* **Work instructions**: Go through the records and report each line in which the word "repository" occurs.

== The input ==

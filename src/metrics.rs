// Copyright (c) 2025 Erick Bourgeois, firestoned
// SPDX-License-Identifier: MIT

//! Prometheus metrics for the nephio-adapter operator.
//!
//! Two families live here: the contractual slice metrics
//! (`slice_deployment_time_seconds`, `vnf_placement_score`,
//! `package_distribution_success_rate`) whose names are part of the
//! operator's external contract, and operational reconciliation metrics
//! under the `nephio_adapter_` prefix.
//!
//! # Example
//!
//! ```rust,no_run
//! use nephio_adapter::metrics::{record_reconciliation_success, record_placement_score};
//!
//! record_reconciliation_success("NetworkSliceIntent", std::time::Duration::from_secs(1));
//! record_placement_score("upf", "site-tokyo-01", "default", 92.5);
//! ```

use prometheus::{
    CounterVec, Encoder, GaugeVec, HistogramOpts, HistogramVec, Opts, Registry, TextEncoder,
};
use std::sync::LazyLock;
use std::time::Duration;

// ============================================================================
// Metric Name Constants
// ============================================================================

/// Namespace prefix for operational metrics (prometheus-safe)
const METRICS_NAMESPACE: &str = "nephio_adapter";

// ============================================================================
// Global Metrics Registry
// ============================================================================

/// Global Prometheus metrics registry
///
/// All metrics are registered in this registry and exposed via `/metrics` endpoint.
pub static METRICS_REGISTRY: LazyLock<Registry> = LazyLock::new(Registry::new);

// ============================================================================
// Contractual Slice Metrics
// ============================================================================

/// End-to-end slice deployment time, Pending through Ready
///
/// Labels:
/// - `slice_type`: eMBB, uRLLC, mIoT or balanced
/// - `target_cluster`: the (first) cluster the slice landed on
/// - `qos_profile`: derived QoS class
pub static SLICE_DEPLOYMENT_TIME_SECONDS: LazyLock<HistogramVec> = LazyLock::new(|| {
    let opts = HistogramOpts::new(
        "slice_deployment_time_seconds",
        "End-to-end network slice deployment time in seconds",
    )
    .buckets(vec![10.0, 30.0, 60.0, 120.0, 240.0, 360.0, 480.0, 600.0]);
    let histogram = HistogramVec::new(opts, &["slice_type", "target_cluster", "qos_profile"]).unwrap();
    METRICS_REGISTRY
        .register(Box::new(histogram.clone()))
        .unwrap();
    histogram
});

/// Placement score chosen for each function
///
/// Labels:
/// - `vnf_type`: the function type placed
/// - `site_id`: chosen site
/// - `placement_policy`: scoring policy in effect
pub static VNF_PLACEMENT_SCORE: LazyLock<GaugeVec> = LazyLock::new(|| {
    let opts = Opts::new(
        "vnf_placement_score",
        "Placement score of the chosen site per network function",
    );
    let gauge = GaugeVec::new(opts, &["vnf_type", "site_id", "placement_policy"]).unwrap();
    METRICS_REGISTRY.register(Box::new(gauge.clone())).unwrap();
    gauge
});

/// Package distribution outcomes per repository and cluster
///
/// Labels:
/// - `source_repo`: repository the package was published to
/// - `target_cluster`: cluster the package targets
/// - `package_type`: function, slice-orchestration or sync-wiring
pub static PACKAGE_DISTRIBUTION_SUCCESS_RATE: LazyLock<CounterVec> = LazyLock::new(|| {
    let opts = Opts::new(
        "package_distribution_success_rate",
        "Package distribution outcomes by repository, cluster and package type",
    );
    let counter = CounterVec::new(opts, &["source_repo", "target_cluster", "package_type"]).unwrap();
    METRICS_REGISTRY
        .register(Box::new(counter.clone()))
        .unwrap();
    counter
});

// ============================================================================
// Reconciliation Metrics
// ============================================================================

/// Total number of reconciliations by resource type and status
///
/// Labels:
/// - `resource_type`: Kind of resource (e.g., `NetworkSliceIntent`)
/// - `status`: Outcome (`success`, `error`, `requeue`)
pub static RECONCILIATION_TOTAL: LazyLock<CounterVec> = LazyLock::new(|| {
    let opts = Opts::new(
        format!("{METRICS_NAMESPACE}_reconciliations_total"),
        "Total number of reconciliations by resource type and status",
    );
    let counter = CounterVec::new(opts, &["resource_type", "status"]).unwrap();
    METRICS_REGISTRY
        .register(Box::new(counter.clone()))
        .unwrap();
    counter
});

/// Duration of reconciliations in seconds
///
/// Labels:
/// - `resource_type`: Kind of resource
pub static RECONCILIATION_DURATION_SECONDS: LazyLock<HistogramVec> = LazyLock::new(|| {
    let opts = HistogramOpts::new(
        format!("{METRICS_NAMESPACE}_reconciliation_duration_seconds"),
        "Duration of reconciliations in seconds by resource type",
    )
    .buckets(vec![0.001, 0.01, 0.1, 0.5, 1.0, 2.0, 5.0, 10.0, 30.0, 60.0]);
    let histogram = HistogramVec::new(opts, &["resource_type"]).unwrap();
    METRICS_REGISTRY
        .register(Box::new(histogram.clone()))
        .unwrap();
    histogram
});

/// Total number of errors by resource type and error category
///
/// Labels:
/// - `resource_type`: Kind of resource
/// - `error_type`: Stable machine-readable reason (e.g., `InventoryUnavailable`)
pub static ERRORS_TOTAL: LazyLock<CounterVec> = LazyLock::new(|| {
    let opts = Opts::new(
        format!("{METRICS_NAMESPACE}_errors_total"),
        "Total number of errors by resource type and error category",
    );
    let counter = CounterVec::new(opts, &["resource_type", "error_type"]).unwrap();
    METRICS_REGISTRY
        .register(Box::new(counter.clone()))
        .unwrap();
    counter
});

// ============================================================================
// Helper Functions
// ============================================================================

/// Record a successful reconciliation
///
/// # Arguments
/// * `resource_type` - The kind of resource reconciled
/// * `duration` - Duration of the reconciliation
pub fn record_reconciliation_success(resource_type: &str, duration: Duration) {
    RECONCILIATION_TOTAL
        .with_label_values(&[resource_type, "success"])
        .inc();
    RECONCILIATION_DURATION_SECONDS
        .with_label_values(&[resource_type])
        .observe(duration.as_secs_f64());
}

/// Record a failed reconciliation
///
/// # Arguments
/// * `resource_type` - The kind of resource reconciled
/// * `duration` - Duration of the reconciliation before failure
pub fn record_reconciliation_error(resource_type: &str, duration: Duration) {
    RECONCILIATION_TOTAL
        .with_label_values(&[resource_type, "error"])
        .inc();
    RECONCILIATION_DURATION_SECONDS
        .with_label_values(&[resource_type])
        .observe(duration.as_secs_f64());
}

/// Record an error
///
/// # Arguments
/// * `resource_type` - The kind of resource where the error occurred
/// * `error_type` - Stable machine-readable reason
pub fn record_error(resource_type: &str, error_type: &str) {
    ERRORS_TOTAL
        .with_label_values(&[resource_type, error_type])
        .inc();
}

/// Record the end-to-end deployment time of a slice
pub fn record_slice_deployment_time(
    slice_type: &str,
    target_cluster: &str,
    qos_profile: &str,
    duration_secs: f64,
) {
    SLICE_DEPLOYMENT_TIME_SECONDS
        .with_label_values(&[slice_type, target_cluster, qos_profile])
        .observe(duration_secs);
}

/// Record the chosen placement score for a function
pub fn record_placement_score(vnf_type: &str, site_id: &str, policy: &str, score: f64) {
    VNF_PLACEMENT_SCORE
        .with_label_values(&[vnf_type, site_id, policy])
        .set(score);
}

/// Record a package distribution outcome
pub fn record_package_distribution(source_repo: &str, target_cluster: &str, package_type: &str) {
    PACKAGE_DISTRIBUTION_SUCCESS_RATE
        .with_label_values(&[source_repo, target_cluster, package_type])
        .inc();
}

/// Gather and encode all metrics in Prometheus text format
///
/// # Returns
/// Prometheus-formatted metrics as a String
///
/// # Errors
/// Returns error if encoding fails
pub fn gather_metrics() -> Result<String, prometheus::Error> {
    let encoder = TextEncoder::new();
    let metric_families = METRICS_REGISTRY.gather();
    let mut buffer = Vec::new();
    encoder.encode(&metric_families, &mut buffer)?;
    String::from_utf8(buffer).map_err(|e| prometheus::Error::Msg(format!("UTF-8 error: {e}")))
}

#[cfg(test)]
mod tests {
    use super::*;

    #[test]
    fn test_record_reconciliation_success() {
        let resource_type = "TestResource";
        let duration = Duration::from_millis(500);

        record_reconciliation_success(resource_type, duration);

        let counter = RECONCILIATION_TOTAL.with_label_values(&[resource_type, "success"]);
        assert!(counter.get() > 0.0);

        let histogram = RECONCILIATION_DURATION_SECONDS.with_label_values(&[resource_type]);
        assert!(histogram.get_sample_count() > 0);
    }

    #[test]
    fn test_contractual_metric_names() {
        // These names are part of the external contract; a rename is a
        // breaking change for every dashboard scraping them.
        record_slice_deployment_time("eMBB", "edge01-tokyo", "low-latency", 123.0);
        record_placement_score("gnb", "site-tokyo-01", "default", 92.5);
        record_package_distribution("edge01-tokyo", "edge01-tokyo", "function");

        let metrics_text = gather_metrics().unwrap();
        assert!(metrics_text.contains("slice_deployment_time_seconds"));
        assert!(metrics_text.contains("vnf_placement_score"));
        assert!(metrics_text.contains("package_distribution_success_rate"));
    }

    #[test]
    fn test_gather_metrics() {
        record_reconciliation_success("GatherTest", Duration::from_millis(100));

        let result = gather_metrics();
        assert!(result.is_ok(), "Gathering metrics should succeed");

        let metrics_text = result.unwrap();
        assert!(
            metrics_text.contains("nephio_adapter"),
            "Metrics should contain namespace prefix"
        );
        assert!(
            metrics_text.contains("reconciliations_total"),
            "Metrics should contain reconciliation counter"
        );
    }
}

===

* **Solution**:
/// Package distribution outcomes per repository and cluster
/// - `source_repo`: repository the package was published to
        "Package distribution outcomes by repository, cluster and package type",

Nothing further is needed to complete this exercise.